Prove that for $n\ge2$, the number of compositions of $n$ where the first part is 1 is equal to the number of compositions of $n$ where the first part is greater than 1.
This is what I am stuck on. I got that the number of compositions of $n$ where the first part is 1 is $$[x^{n-1}] \frac{1-x}{1-2x}$$ and the number of compositions where the first part is greater than 1 is $$[x^n] \frac{1-x}{1-x-x^2}$$ but I don't know how to show that they are equal to each other.
Can someone help me please?
On
We have $n$ copies of X in a row, like this: $$ \text{X}\quad\text{X}\quad\text{X}\quad\text{X}\quad\text{X}\quad\text{X}\quad\text{X}\quad\text{X}\quad\text{X}\quad\text{X}\quad\text{X}\quad\text{X}\quad\text{X}\quad\text{X}$$
This determines $n-1$ "gaps." We choose any number of these gaps, possibly $0$, to put a separator into. So there are just as many compositions of $n$ as there are subsets of an $n-1$-element set, namely $2^{n-1}$.

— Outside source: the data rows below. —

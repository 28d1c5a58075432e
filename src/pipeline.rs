//! 초기화 파이프라인
//!
//! 백엔드 조회 -> 문서 빌드 -> 임베딩/인덱싱 -> 플래너/검색기 -> 답변 체인
//!
//! 모든 단계는 시작 시 한 번 순차 실행되며, 실패하면 해결 방법이 담긴
//! `InitError`를 반환합니다.

use std::sync::Arc;

use chrono::{DateTime, Utc};
use thiserror::Error;

use crate::backend::{BackendClient, FetchError};
use crate::config::{Settings, VectorBackend};
use crate::documents::{build_documents, BuiltDocuments};
use crate::embedding::{EmbeddingProvider, GeminiEmbedding};
use crate::gemini::GeminiClient;
use crate::knowledge::{
    index_documents, LanceVectorStore, MemoryVectorStore, PgVectorStore, VectorStore,
};
use crate::llm::{ChatModel, GeminiChat};
use crate::retrieval::{
    AnswerChain, QueryPlanner, RetrievalQa, Retriever, SelfQueryRetriever, VectorRetriever,
};

type BoxError = Box<dyn std::error::Error + Send + Sync>;

// ============================================================================
// Errors
// ============================================================================

/// 초기화 실패 (치명적)
#[derive(Debug, Error)]
pub enum InitError {
    #[error(
        "GOOGLE_API_KEY is not set. Add it to the environment or .env \
         (get a key at https://aistudio.google.com/app/apikey)"
    )]
    MissingApiKey,

    #[error("invalid configuration")]
    Config(#[source] BoxError),

    #[error(
        "failed to fetch products from {url}. \
         Check that the backend is running and BACKEND_URL is correct"
    )]
    Backend {
        url: String,
        #[source]
        source: FetchError,
    },

    #[error("failed to set up the embedding model. Check EMBEDDING_MODEL and EMBEDDING_DIMENSION")]
    Embedding(#[source] BoxError),

    #[error("failed to open the {backend} vector store. {hint}")]
    VectorStore {
        backend: VectorBackend,
        hint: &'static str,
        #[source]
        source: BoxError,
    },

    #[error(
        "failed to index documents. Check the API key, network access to Gemini \
         and that the vector store is writable"
    )]
    Indexing(#[source] BoxError),
}

impl InitError {
    fn vector_store(backend: VectorBackend, source: anyhow::Error) -> Self {
        let hint = match backend {
            VectorBackend::PgVector => {
                "Check that PostgreSQL is running, that the pgvector extension is installed \
                 (CREATE EXTENSION vector;) and that the POSTGRES_* credentials are correct"
            }
            VectorBackend::Lance => "Check that LANCE_PATH is writable",
            VectorBackend::Memory => "",
        };
        InitError::VectorStore {
            backend,
            hint,
            source: source.into(),
        }
    }
}

// ============================================================================
// Pipeline
// ============================================================================

/// 인덱싱 결과 요약
#[derive(Debug, Clone)]
pub struct IndexStats {
    pub products: usize,
    pub reviews: usize,
    pub indexed: usize,
    pub backend: VectorBackend,
    pub built_at: DateTime<Utc>,
}

/// 초기화된 RAG 시스템
pub struct RagSystem {
    pub chain: Arc<dyn AnswerChain>,
    pub stats: IndexStats,
}

/// 백엔드에서 레코드를 가져와 문서 빌드 (API 키 불필요)
pub async fn fetch_documents(settings: &Settings) -> Result<BuiltDocuments, InitError> {
    let client = BackendClient::new(&settings.backend_url, settings.backend_timeout)
        .map_err(|e| InitError::Config(e.into()))?
        .with_stats(settings.products_with_stats);

    let catalog = client
        .fetch_catalog()
        .await
        .map_err(|source| InitError::Backend {
            url: settings.backend_url.clone(),
            source,
        })?;

    Ok(build_documents(&catalog.products, &catalog.reviews))
}

/// 설정된 벡터 저장소 열기
pub async fn open_store(settings: &Settings) -> Result<Arc<dyn VectorStore>, InitError> {
    let backend = settings.vector_backend;
    let store: Arc<dyn VectorStore> = match backend {
        VectorBackend::Memory => Arc::new(MemoryVectorStore::new()),
        VectorBackend::Lance => Arc::new(
            LanceVectorStore::open(
                &settings.lance_path,
                &settings.collection_name,
                settings.embedding_dimension,
            )
            .await
            .map_err(|e| InitError::vector_store(backend, e))?,
        ),
        VectorBackend::PgVector => {
            tracing::info!("Connecting to PostgreSQL at {}", settings.postgres.display_target());
            let url = settings
                .postgres
                .connection_string()
                .map_err(|e| InitError::Config(e.into()))?;
            Arc::new(
                PgVectorStore::connect(&url, &settings.collection_name, settings.embedding_dimension)
                    .await
                    .map_err(|e| InitError::vector_store(backend, e))?,
            )
        }
    };
    Ok(store)
}

/// Gemini 클라이언트 생성
pub fn gemini_client(settings: &Settings) -> Result<GeminiClient, InitError> {
    let api_key = settings.api_key.as_deref().ok_or(InitError::MissingApiKey)?;
    GeminiClient::new(api_key)
        .and_then(|c| c.with_timeout(settings.llm_timeout))
        .map(|c| {
            c.with_base_url(&settings.gemini_base_url)
                .with_rate_limit(settings.gemini_rpm)
        })
        .map_err(|e| InitError::Config(e.into()))
}

/// 전체 초기화
///
/// # Arguments
/// * `return_sources` - 답변과 함께 근거 문서를 반환할지
pub async fn initialize(settings: &Settings, return_sources: bool) -> Result<RagSystem, InitError> {
    // 1. API 키 확인 (네트워크 호출 전에)
    let client = gemini_client(settings)?;

    // 2. 레코드 조회 + 문서 빌드
    let built = fetch_documents(settings).await?;

    // 3. 임베딩 모델
    let embedder: Arc<dyn EmbeddingProvider> = Arc::new(
        GeminiEmbedding::new(
            client.clone(),
            &settings.embedding_model,
            settings.embedding_dimension,
        )
        .map_err(|e| InitError::Embedding(e.into()))?,
    );

    // 4. 벡터 저장소 (항상 재생성)
    let store = open_store(settings).await?;
    let indexed = index_documents(store.as_ref(), embedder.as_ref(), &built.documents, true)
        .await
        .map_err(|e| InitError::Indexing(e.into()))?;

    // 5. LLM + 검색기
    let llm: Arc<dyn ChatModel> = Arc::new(GeminiChat::new(client, &settings.llm_model));
    let retriever: Arc<dyn Retriever> = if settings.self_query {
        let planner = QueryPlanner::for_catalog(llm.clone());
        Arc::new(SelfQueryRetriever::new(
            planner,
            store.clone(),
            embedder.clone(),
            settings.retriever_k,
        ))
    } else {
        Arc::new(VectorRetriever::new(store.clone(), embedder.clone(), settings.retriever_k))
    };

    // 6. 답변 체인
    let chain: Arc<dyn AnswerChain> =
        Arc::new(RetrievalQa::new(llm, retriever).with_source_documents(return_sources));

    let stats = IndexStats {
        products: built.product_count,
        reviews: built.review_count,
        indexed,
        backend: settings.vector_backend,
        built_at: Utc::now(),
    };
    tracing::info!(
        "RAG ready: {} products + {} reviews indexed into {} (self-query: {})",
        stats.products,
        stats.reviews,
        store.name(),
        settings.self_query
    );

    Ok(RagSystem { chain, stats })
}

// ============================================================================
// Tests
// ============================================================================

#[cfg(test)]
mod tests {
    use super::*;
    use std::collections::HashMap;

    fn settings(pairs: &[(&str, &str)]) -> Settings {
        let map: HashMap<&str, &str> = pairs.iter().copied().collect();
        Settings::from_source(|k| map.get(k).map(|v| v.to_string())).unwrap()
    }

    #[tokio::test]
    async fn test_missing_api_key_fails_before_network() {
        // 백엔드 주소가 닫혀 있어도 API 키 에러가 먼저
        let s = settings(&[("BACKEND_URL", "http://127.0.0.1:9"), ("VECTOR_BACKEND", "memory")]);
        let err = initialize(&s, false).await.err().unwrap();
        assert!(matches!(err, InitError::MissingApiKey));
        assert!(err.to_string().contains("GOOGLE_API_KEY"));
    }

    #[tokio::test]
    async fn test_unreachable_backend_is_backend_error() {
        let s = settings(&[
            ("BACKEND_URL", "http://127.0.0.1:9"),
            ("BACKEND_TIMEOUT_SECS", "2"),
        ]);
        let err = fetch_documents(&s).await.err().unwrap();
        assert!(matches!(err, InitError::Backend { .. }));
        assert!(err.to_string().contains("BACKEND_URL"));
    }

    #[test]
    fn test_vector_store_hint() {
        let err = InitError::vector_store(VectorBackend::PgVector, anyhow::anyhow!("refused"));
        let msg = err.to_string();
        assert!(msg.contains("pgvector"));
        assert!(msg.contains("CREATE EXTENSION vector;"));
    }

    #[tokio::test]
    async fn test_open_memory_store() {
        let s = settings(&[("VECTOR_BACKEND", "memory")]);
        let store = open_store(&s).await.unwrap();
        assert_eq!(store.name(), "memory");
        assert_eq!(store.count().await.unwrap(), 0);
    }
}
//! Error types for labeval
//!
//! The evaluation core is total and never returns these. They only surface
//! when loading panels, results, or configuration from the outside world.

use thiserror::Error;

/// Result type alias
pub type Result<T> = std::result::Result<T, Error>;

/// labeval errors
#[derive(Error, Debug)]
pub enum Error {
    #[error("Template parse error: {0}")]
    TemplateParse(String),

    #[error("Results parse error: {0}")]
    ResultsParse(String),

    #[error("Config error: {0}")]
    Config(String),

    #[error("IO error: {0}")]
    Io(#[from] std::io::Error),

    #[error("YAML error: {0}")]
    Yaml(#[from] serde_norway::Error),

    #[error("JSON error: {0}")]
    Json(#[from] serde_json::Error),

    #[error("{0}")]
    Other(String),
}

impl From<&str> for Error {
    fn from(s: &str) -> Self {
        Error::Other(s.to_string())
    }
}

impl From<String> for Error {
    fn from(s: String) -> Self {
        Error::Other(s)
    }
}
//! Panel validation
//!
//! Checks a `ParameterPanel` for ranges that cannot classify sensibly.
//! Validation is advisory: evaluation never refuses a panel, it only
//! produces whatever the ranges imply.

use crate::range::resolve_range_with;
use crate::sex::PatientSex;
use crate::template::{ParameterPanel, ParameterTemplate};
use crate::value::{MeasuredValue, ParseOptions};
use serde::Serialize;
use std::collections::HashSet;

/// Severity level for validation issues
#[derive(Debug, Clone, Copy, PartialEq, Eq, Serialize)]
#[serde(rename_all = "lowercase")]
pub enum Severity {
    Error,
    Warning,
}

/// A problem found in one parameter
#[derive(Debug, Clone, Serialize)]
pub struct PanelIssue {
    pub severity: Severity,
    pub code: String,
    pub parameter: String,
    pub message: String,
}

impl PanelIssue {
    pub fn error(code: &str, parameter: &str, message: impl Into<String>) -> Self {
        Self {
            severity: Severity::Error,
            code: code.to_string(),
            parameter: parameter.to_string(),
            message: message.into(),
        }
    }

    pub fn warning(code: &str, parameter: &str, message: impl Into<String>) -> Self {
        Self {
            severity: Severity::Warning,
            code: code.to_string(),
            parameter: parameter.to_string(),
            message: message.into(),
        }
    }
}

/// Result of panel validation
#[derive(Debug, Default, Serialize)]
pub struct PanelValidation {
    pub panel_id: String,
    pub issues: Vec<PanelIssue>,
}

impl PanelValidation {
    pub fn has_errors(&self) -> bool {
        self.issues.iter().any(|i| i.severity == Severity::Error)
    }

    pub fn error_count(&self) -> usize {
        self.issues
            .iter()
            .filter(|i| i.severity == Severity::Error)
            .count()
    }

    pub fn warning_count(&self) -> usize {
        self.issues
            .iter()
            .filter(|i| i.severity == Severity::Warning)
            .count()
    }

    /// Human-readable report
    pub fn to_report(&self) -> String {
        let mut out = String::new();
        if self.issues.is_empty() {
            out.push_str(&format!("✓ Panel '{}' is valid\n", self.panel_id));
            return out;
        }
        for issue in &self.issues {
            let (prefix, level) = match issue.severity {
                Severity::Error => ("✗", "ERROR"),
                Severity::Warning => ("⚠", "WARN"),
            };
            out.push_str(&format!(
                "{} [{}] {} {}: {}\n",
                prefix, issue.code, level, issue.parameter, issue.message
            ));
        }
        out.push_str(&format!(
            "\n{} error(s), {} warning(s)\n",
            self.error_count(),
            self.warning_count()
        ));
        out
    }
}

/// Validate every parameter of a panel
pub fn validate_panel(panel: &ParameterPanel, options: ParseOptions) -> PanelValidation {
    let mut result = PanelValidation {
        panel_id: panel.id.clone(),
        issues: Vec::new(),
    };

    if panel.parameters.is_empty() {
        result
            .issues
            .push(PanelIssue::warning("W001", &panel.id, "Panel has no parameters"));
    }

    let mut seen = HashSet::new();
    for template in &panel.parameters {
        if template.name.trim().is_empty() {
            result
                .issues
                .push(PanelIssue::error("E001", "<unnamed>", "Parameter name is empty"));
        } else if !seen.insert(template.name.to_lowercase()) {
            result.issues.push(PanelIssue::error(
                "E002",
                &template.name,
                "Duplicate parameter name",
            ));
        }
        validate_template(template, options, &mut result.issues);
    }

    result
}

fn validate_template(template: &ParameterTemplate, options: ParseOptions, issues: &mut Vec<PanelIssue>) {
    let name = template.name.as_str();

    let bounds = [
        ("reference_min_male", &template.reference_min_male),
        ("reference_max_male", &template.reference_max_male),
        ("reference_min_female", &template.reference_min_female),
        ("reference_max_female", &template.reference_max_female),
        ("critical_min", &template.critical_min),
        ("critical_max", &template.critical_max),
    ];
    for (field, raw) in bounds {
        if let Some(raw) = raw.as_deref().filter(|r| !r.trim().is_empty()) {
            if !MeasuredValue::parse_with(raw, options).is_numeric() {
                issues.push(PanelIssue::warning(
                    "W002",
                    name,
                    format!("{} is not numeric ({:?}) and will be ignored", field, raw),
                ));
            }
        }
    }

    for sex in [PatientSex::Male, PatientSex::Female] {
        let range = resolve_range_with(template, sex, options);

        if let (Some(min), Some(max)) = (range.min, range.max) {
            if min > max {
                issues.push(PanelIssue::error(
                    "E003",
                    name,
                    format!("{} band minimum {} is above maximum {}", sex, min, max),
                ));
            }
        }
        if let (Some(critical), Some(min)) = (range.critical_min, range.min) {
            if critical > min {
                issues.push(PanelIssue::warning(
                    "W003",
                    name,
                    format!("critical_min {} is inside the {} band (min {})", critical, sex, min),
                ));
            }
        }
        if let (Some(critical), Some(max)) = (range.critical_max, range.max) {
            if critical < max {
                issues.push(PanelIssue::warning(
                    "W003",
                    name,
                    format!("critical_max {} is inside the {} band (max {})", critical, sex, max),
                ));
            }
        }
        if range.is_unbounded() && (range.critical_min.is_some() || range.critical_max.is_some()) {
            issues.push(PanelIssue::warning(
                "W004",
                name,
                format!(
                    "{} band is undefined; critical thresholds will never be reported",
                    sex
                ),
            ));
        }
    }

    let range = resolve_range_with(template, PatientSex::Male, options);
    if let (Some(lo), Some(hi)) = (range.critical_min, range.critical_max) {
        if lo > hi {
            issues.push(PanelIssue::error(
                "E004",
                name,
                format!("critical_min {} is above critical_max {}", lo, hi),
            ));
        }
    }
}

Now consider the choices where we put a separator immediately after the leftmost X. So now we are choosing any number of gaps from the remaining $n-2$. There are $2^{n-2}$ ways to do this.
That is half the total number of compositions. Thus there are $2^{n-2}$ compositions that start with a number bigger than $1$.
Remark: The generating function mentioned in the OP for the number of compositions with first element greater than $1$ is not correct.
On
I've upvoted vadim123's bijective answer (which I think is the best way of seeing this), but if you want to do it via your original approach of generating functions, note that the second one you wrote is not correct.
A composition where the first part is $1$, or in other words something that has the form "$1$" followed by a sequence of positive integers, can be denoted (following the notation of the book Analytic Combinatorics) as $\mathcal{Z} \times \operatorname{S\scriptsize EQ}(\mathcal{I})$ where $\mathcal{I}$ denotes the class of positive integers $\{1, 2, 3, \dots\}$ (with the "size" of an integer being that integer itself). In other words $\mathcal{I} = \operatorname{S\scriptsize EQ}_{\ge 1}(\mathcal{Z})$ and it has generating function $\frac{z}{1-z}$, which means that the GF for compositions with first part $1$ is $$z \frac{1}{1-\frac{z}{1-z}} = \frac{z(1-z)}{1-2z},$$ as you got.
The class of compositions where the first part is greater than $1$, and therefore at least $2$, is $$\operatorname{S\scriptsize EQ}_{\ge 2}(\mathcal{Z}) \times \operatorname{S\scriptsize EQ}(\mathcal{I}) \\ = \operatorname{S\scriptsize EQ}_{\ge 2}(\mathcal{Z}) \times \operatorname{S\scriptsize EQ}(\operatorname{S\scriptsize EQ}_{\ge 1}(\mathcal{Z})) $$ and therefore has generating function $$\frac{z^2}{1-z} \frac{1}{1-\frac{z}{1-z}} = \frac{z^2}{1-2z}, $$ different from what you got.
These are different expressions, but if we denote $T_n = [z^n]\frac{1}{1-2z}$, then the coefficient of $z^n$ in the first GF is $T_{n-1} - T_{n-2}$, and in the second GF is $T_{n-2}$, which happen to both be equal to $2^{n-2}$ as $T_n = 2^n$ for all $n$.
Different approach: Biject between $1+a_1+a_2+\cdots+a_k$ and $(1+a_1)+a_2+\cdots+a_k$.